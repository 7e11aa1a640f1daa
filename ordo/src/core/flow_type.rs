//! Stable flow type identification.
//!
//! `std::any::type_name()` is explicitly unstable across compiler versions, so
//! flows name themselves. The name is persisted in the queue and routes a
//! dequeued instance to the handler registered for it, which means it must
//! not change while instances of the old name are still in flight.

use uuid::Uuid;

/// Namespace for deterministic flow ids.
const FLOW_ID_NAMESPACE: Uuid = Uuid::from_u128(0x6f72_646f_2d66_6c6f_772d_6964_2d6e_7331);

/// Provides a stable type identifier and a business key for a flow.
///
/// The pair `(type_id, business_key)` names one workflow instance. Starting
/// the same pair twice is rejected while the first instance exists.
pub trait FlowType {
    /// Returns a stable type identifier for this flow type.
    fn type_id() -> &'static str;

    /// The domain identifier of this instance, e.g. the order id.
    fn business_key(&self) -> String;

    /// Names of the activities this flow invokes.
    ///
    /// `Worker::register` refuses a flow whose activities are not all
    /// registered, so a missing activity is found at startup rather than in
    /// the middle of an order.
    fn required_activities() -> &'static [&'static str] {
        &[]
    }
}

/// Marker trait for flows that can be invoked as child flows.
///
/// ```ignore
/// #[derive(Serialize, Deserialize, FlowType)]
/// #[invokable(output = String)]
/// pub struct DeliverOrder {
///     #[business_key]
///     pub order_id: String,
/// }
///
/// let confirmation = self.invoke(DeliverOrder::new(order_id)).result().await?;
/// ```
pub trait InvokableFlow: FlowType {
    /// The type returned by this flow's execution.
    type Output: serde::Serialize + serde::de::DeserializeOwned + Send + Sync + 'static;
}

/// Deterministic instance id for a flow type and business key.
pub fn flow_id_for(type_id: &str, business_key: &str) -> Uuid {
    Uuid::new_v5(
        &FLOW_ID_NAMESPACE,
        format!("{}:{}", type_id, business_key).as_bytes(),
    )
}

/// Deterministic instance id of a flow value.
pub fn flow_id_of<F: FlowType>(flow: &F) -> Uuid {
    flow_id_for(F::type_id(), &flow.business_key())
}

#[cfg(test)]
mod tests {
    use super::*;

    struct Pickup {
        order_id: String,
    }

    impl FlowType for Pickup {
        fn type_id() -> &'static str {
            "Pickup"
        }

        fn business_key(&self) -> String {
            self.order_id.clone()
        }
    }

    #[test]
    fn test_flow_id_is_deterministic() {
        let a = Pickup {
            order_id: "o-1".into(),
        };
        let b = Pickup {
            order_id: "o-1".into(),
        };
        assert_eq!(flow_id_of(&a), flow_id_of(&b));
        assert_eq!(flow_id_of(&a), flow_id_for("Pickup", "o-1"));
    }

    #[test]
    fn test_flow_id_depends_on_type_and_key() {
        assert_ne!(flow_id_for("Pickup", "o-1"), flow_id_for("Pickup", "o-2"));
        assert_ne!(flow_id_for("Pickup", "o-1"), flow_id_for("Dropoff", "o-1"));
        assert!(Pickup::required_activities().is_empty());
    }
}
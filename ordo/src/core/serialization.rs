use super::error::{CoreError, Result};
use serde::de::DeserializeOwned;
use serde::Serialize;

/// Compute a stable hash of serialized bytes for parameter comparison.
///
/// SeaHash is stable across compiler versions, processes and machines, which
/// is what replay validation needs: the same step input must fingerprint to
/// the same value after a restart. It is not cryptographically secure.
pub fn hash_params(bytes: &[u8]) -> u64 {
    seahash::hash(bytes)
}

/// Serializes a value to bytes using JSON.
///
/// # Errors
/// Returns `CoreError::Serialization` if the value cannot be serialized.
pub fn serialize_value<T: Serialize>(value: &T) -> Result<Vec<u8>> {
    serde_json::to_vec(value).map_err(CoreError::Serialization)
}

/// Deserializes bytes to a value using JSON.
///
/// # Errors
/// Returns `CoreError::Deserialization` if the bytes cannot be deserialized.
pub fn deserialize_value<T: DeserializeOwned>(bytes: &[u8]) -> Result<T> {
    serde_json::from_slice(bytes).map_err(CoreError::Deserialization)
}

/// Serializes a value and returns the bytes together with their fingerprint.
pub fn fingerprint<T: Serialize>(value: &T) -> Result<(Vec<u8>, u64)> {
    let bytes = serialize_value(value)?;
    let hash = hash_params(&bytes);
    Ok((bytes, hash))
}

────────────────

- _Description of the task_
Copy out all lines from the material above that contain the string "Uuid".

- _Task answer_
use uuid::Uuid;
const FLOW_ID_NAMESPACE: Uuid = Uuid::from_u128(0x6f72_646f_2d66_6c6f_772d_6964_2d6e_7331);
pub fn flow_id_for(type_id: &str, business_key: &str) -> Uuid {
    Uuid::new_v5(
pub fn flow_id_of<F: FlowType>(flow: &F) -> Uuid {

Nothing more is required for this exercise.